Print the listing below exactly, leaving nothing out.

Records supplied:
★ ★ ★ ★ ★ ★ ★

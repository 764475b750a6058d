//! Device manager for a single BLE wearable.
//!
//! The manager owns the one connection session of the process. It gates
//! scanning and connecting on permissions and adapter readiness, drives the
//! connection state machine (including bounded automatic reconnection),
//! serializes writes and publishes inbound data on the [`EventBus`].
//!
//! Construct it once and share a reference with every consumer.

use futures::stream::{BoxStream, StreamExt};
use parking_lot::Mutex;
use std::collections::HashMap;
use std::sync::atomic::{AtomicBool, Ordering};
use std::sync::{Arc, Weak};
use std::time::Duration;
use tokio::sync::{broadcast, OwnedMutexGuard};
use tokio::task::JoinHandle;
use tracing::{debug, info, warn};

use crate::ble::connection::{ConnectionEvent, ConnectionState, LinkEvent, ReconnectTracker, Recovery};
use crate::ble::notifications::NotificationPipeline;
use crate::ble::permissions::{HostPermissions, PermissionProvider};
use crate::ble::platform::BtleplugTransport;
use crate::ble::readiness::ReadinessGate;
use crate::ble::scanner::BleScanner;
use crate::ble::session::Session;
use crate::ble::transport::{AdapterState, DiscoveredDevice, PeripheralId, Transport};
use crate::ble::write_queue::{WriteQueue, WriteTarget};
use crate::config::ManagerConfig;
use crate::error::{Error, Result};
use crate::events::{BleEvent, CallbackHandle, EventBus, EventKind, ListenerId};
use crate::protocol::{ProtocolCodec, RawFrameCodec};
//! Utility functions for the wearable-ble crate.

/// Format bytes as space separated upper-case hex.
///
/// # Example
///
/// ```
/// use wearable_ble::to_hex_string;
///
/// assert_eq!(to_hex_string(&[0x01, 0xAB, 0x0F]), "01 AB 0F");
/// ```
pub fn to_hex_string(bytes: &[u8]) -> String {
    bytes
        .iter()
        .map(|b| format!("{:02X}", b))
        .collect::<Vec<_>>()
        .join(" ")
}

/// Parse hex byte tokens separated by whitespace or commas.
///
/// Each token may carry a `0x` prefix. Returns `None` if any token is not a
/// one or two digit hex number.
///
/// # Example
///
/// ```
/// use wearable_ble::parse_hex_bytes;
///
/// assert_eq!(parse_hex_bytes("0x01 ab,F"), Some(vec![0x01, 0xAB, 0x0F]));
/// assert_eq!(parse_hex_bytes("zz"), None);
/// ```
pub fn parse_hex_bytes(input: &str) -> Option<Vec<u8>> {
    input
        .split(|c: char| c.is_whitespace() || c == ',')
        .filter(|token| !token.is_empty())
        .map(|token| {
            let digits = token
                .strip_prefix("0x")
                .or_else(|| token.strip_prefix("0X"))
                .unwrap_or(token);
            if digits.is_empty() || digits.len() > 2 {
                return None;
            }
            u8::from_str_radix(digits, 16).ok()
        })
        .collect()
}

★ ★ ★ ★ ★ ★ ★

Output of the exercise:
repository 764475b750a6058d
//! Device manager for a single BLE wearable.
//!
//! The manager owns the one connection session of the process. It gates
//! scanning and connecting on permissions and adapter readiness, drives the
//! connection state machine (including bounded automatic reconnection),
//! serializes writes and publishes inbound data on the [`EventBus`].
//!
//! Construct it once and share a reference with every consumer.

use futures::stream::{BoxStream, StreamExt};
use parking_lot::Mutex;
use std::collections::HashMap;
use std::sync::atomic::{AtomicBool, Ordering};
use std::sync::{Arc, Weak};
use std::time::Duration;
use tokio::sync::{broadcast, OwnedMutexGuard};
use tokio::task::JoinHandle;
use tracing::{debug, info, warn};

use crate::ble::connection::{ConnectionEvent, ConnectionState, LinkEvent, ReconnectTracker, Recovery};
use crate::ble::notifications::NotificationPipeline;
use crate::ble::permissions::{HostPermissions, PermissionProvider};
use crate::ble::platform::BtleplugTransport;
use crate::ble::readiness::ReadinessGate;
use crate::ble::scanner::BleScanner;
use crate::ble::session::Session;
use crate::ble::transport::{AdapterState, DiscoveredDevice, PeripheralId, Transport};
use crate::ble::write_queue::{WriteQueue, WriteTarget};
use crate::config::ManagerConfig;
use crate::error::{Error, Result};
use crate::events::{BleEvent, CallbackHandle, EventBus, EventKind, ListenerId};
use crate::protocol::{ProtocolCodec, RawFrameCodec};
//! Utility functions for the wearable-ble crate.

/// Format bytes as space separated upper-case hex.
///
/// # Example
///
/// ```
/// use wearable_ble::to_hex_string;
///
/// assert_eq!(to_hex_string(&[0x01, 0xAB, 0x0F]), "01 AB 0F");
/// ```
pub fn to_hex_string(bytes: &[u8]) -> String {
    bytes
        .iter()
        .map(|b| format!("{:02X}", b))
        .collect::<Vec<_>>()
        .join(" ")
}

/// Parse hex byte tokens separated by whitespace or commas.
///
/// Each token may carry a `0x` prefix. Returns `None` if any token is not a
/// one or two digit hex number.
///
/// # Example
///
/// ```
/// use wearable_ble::parse_hex_bytes;
///
/// assert_eq!(parse_hex_bytes("0x01 ab,F"), Some(vec![0x01, 0xAB, 0x0F]));
/// assert_eq!(parse_hex_bytes("zz"), None);
/// ```
pub fn parse_hex_bytes(input: &str) -> Option<Vec<u8>> {
    input
        .split(|c: char| c.is_whitespace() || c == ',')
        .filter(|token| !token.is_empty())
        .map(|token| {
            let digits = token
                .strip_prefix("0x")
                .or_else(|| token.strip_prefix("0X"))
                .unwrap_or(token);
            if digits.is_empty() || digits.len() > 2 {
                return None;
            }
            u8::from_str_radix(digits, 16).ok()
        })
        .collect()
}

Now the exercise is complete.